**Description of the task**
Pick every line with "Component" from the material below.
[[ Data extracts open ]]
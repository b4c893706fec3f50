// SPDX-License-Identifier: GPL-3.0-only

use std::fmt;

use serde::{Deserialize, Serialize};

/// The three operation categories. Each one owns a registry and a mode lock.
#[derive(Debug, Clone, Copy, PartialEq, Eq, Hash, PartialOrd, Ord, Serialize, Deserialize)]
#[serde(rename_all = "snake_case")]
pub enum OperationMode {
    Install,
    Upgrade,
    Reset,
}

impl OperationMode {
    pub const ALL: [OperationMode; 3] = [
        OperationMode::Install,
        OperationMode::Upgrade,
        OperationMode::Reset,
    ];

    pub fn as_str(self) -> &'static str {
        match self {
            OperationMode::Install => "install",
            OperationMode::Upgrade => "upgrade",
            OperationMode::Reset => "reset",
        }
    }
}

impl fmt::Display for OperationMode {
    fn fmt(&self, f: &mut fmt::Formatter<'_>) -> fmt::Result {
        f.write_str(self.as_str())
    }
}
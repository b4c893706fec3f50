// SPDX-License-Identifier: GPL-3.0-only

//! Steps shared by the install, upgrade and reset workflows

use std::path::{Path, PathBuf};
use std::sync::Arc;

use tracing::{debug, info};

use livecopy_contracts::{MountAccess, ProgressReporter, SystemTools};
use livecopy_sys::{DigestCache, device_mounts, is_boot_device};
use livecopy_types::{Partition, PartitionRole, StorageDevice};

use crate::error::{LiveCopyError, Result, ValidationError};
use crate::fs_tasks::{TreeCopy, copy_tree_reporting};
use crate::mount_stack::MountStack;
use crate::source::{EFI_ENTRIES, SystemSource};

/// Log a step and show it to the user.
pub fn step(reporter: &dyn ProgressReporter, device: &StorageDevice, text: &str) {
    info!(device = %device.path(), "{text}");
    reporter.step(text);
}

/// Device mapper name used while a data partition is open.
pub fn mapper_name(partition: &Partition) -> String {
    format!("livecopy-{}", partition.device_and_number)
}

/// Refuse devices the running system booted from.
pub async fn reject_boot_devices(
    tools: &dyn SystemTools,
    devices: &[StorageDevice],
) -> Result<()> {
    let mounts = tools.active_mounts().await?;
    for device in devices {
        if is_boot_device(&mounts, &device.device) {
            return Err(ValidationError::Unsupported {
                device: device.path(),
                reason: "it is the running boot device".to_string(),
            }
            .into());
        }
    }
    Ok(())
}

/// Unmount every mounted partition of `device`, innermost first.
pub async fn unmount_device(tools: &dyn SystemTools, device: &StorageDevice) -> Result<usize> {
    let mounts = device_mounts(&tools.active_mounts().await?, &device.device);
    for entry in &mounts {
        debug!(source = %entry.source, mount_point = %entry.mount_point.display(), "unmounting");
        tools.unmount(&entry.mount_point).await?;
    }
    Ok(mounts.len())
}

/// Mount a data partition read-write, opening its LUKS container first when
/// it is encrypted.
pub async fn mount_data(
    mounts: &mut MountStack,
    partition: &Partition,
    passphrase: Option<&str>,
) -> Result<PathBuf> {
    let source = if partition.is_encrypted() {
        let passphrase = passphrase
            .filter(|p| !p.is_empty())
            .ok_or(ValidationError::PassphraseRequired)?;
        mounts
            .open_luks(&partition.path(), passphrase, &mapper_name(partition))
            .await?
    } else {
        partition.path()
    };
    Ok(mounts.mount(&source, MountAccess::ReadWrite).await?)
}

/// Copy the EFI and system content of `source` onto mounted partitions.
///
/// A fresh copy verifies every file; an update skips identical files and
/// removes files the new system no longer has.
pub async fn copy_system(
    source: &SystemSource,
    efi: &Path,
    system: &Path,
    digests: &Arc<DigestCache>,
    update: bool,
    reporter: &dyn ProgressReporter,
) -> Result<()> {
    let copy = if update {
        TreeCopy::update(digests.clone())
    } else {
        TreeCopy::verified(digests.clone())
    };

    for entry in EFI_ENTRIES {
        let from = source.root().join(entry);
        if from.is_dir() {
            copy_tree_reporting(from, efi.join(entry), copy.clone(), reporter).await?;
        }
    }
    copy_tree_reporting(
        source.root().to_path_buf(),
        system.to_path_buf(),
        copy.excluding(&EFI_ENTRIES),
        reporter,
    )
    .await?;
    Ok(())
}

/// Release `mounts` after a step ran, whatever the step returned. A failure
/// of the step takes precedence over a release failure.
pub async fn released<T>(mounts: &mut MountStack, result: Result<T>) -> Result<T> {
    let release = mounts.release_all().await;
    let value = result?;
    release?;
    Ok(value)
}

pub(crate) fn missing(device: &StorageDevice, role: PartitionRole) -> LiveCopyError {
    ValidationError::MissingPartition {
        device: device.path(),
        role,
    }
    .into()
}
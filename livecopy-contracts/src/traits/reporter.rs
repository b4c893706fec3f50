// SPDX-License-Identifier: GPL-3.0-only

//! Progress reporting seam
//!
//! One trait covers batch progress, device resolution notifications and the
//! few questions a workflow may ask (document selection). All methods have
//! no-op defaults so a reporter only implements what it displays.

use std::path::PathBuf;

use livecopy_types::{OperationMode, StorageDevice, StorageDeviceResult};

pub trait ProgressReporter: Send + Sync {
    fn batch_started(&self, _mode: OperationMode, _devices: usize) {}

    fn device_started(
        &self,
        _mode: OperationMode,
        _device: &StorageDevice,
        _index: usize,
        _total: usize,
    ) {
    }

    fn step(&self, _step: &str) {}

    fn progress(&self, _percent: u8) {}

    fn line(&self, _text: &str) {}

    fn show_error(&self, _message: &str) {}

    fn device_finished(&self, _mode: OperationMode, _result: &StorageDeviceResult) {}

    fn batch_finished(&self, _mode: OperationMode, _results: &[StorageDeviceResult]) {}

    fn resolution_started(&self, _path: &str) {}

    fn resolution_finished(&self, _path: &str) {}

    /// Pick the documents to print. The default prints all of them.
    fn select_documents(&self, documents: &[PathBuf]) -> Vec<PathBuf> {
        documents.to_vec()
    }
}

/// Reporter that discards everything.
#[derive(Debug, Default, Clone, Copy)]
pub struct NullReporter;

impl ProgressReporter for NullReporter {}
[[ Data extracts closed ]]
[[ Data extracts open ]]
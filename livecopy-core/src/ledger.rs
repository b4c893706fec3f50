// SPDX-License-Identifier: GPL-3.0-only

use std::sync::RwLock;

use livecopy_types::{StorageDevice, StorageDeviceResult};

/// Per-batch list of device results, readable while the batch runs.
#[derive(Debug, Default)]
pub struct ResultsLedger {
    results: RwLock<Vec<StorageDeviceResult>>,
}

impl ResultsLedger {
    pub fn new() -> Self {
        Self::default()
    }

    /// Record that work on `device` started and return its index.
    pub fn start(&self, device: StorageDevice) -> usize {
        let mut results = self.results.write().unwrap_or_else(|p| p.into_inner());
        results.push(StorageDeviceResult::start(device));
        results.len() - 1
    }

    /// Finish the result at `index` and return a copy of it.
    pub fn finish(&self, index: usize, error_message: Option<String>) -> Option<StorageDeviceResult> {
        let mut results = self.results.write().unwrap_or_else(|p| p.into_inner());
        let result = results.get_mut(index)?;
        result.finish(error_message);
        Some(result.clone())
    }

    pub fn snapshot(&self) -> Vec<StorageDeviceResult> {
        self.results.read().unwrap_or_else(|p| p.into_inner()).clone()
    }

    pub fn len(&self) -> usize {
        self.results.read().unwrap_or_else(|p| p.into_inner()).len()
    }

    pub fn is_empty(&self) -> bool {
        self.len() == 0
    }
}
[[ Data extracts closed ]]
[[ Data extracts open ]]
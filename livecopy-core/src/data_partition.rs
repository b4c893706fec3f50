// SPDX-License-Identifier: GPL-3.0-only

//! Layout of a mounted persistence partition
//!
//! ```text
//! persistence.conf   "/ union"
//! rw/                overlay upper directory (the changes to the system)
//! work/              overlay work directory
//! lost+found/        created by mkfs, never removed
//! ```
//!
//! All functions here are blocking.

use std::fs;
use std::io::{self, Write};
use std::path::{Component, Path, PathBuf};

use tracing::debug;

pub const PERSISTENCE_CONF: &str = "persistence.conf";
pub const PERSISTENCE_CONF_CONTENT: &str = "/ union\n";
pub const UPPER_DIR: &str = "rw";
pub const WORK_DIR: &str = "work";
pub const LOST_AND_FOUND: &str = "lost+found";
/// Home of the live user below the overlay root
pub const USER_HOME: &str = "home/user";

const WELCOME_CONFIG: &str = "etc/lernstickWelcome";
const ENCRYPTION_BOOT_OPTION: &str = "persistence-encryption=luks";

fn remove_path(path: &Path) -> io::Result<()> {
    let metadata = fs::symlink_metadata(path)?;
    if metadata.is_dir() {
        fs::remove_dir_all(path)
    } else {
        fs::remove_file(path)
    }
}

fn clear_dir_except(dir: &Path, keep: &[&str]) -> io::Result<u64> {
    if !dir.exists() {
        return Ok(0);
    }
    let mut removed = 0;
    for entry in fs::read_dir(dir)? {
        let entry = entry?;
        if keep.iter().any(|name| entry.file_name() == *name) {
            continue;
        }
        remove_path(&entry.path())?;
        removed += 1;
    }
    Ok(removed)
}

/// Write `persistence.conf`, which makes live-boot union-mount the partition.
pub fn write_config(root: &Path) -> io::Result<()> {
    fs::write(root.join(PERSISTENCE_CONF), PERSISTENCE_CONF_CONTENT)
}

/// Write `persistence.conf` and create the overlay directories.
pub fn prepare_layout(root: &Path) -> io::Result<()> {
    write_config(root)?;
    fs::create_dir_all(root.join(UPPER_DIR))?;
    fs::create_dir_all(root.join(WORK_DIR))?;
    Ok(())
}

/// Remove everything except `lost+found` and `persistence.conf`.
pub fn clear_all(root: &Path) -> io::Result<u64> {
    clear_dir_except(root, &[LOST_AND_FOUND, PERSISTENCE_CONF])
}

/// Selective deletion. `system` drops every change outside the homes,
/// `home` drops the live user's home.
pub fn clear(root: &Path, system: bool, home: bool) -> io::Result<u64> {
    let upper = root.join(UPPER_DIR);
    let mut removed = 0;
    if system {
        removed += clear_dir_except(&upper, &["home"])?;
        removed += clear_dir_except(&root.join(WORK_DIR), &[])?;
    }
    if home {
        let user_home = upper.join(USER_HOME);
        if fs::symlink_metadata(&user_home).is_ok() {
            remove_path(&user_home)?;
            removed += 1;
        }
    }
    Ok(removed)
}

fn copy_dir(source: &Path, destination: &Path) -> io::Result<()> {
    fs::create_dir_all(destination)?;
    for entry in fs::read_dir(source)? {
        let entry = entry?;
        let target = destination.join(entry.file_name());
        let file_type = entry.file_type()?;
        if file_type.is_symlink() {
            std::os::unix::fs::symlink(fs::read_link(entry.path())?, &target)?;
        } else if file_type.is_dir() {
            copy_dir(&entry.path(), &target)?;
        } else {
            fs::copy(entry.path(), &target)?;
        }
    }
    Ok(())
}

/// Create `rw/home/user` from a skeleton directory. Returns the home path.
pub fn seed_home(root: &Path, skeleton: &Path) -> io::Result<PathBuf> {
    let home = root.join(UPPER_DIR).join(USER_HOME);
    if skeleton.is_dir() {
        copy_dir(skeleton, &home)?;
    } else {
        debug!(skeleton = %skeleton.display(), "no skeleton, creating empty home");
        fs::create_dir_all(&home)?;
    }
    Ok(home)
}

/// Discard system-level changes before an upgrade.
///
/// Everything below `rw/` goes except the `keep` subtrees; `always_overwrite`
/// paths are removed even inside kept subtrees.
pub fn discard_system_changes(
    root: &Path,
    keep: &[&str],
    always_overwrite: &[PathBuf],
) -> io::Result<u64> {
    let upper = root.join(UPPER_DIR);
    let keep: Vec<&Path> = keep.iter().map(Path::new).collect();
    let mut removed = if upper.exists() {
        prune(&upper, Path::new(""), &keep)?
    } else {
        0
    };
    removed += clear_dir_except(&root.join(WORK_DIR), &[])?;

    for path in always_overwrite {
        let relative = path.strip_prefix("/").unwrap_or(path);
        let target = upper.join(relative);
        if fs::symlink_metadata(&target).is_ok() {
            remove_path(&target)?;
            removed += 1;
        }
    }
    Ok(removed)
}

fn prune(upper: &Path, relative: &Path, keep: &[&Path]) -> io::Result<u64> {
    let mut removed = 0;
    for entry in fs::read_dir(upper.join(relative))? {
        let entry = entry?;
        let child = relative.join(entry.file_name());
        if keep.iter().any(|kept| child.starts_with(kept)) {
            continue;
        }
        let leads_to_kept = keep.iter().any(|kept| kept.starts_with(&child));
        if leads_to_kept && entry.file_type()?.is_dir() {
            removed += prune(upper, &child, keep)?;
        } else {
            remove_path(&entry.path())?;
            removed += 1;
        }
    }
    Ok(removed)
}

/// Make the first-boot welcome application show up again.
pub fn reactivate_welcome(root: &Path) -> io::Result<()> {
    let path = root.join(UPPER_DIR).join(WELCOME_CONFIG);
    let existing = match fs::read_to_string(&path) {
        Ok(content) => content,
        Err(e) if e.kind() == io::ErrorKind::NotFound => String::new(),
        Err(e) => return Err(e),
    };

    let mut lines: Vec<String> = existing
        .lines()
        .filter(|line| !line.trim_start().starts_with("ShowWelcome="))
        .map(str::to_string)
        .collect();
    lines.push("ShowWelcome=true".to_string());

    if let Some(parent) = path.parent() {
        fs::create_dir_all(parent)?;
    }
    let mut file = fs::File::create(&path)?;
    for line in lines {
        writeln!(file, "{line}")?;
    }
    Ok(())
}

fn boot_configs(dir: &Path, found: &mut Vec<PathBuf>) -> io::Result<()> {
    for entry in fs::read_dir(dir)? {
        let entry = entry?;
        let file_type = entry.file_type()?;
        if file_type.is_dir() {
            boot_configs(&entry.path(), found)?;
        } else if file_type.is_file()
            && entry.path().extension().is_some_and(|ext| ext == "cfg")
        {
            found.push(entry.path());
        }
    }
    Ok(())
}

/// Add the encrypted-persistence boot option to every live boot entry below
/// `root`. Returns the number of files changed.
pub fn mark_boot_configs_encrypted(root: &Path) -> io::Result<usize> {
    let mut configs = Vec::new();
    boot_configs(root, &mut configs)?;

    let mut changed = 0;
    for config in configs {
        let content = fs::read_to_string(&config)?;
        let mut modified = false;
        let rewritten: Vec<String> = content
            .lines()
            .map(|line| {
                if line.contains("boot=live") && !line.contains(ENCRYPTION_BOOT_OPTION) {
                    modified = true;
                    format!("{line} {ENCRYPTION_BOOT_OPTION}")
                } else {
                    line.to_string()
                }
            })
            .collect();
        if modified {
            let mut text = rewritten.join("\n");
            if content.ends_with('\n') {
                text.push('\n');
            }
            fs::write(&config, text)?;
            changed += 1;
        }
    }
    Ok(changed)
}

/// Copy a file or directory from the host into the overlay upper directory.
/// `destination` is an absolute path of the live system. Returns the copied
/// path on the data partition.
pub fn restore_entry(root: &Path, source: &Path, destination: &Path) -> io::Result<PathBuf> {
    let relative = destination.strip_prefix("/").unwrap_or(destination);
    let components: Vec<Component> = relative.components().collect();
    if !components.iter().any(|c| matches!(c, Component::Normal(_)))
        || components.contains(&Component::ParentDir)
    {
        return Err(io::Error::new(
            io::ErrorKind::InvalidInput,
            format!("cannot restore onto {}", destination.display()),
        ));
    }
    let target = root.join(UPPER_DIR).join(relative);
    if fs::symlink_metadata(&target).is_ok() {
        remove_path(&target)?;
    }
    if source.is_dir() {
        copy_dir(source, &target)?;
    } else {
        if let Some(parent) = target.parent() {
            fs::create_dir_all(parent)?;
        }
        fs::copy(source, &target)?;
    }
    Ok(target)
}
[[ Data extracts closed ]]
**Task response**
use std::path::{Component, Path, PathBuf};
    let components: Vec<Component> = relative.components().collect();
    if !components.iter().any(|c| matches!(c, Component::Normal(_)))
        || components.contains(&Component::ParentDir)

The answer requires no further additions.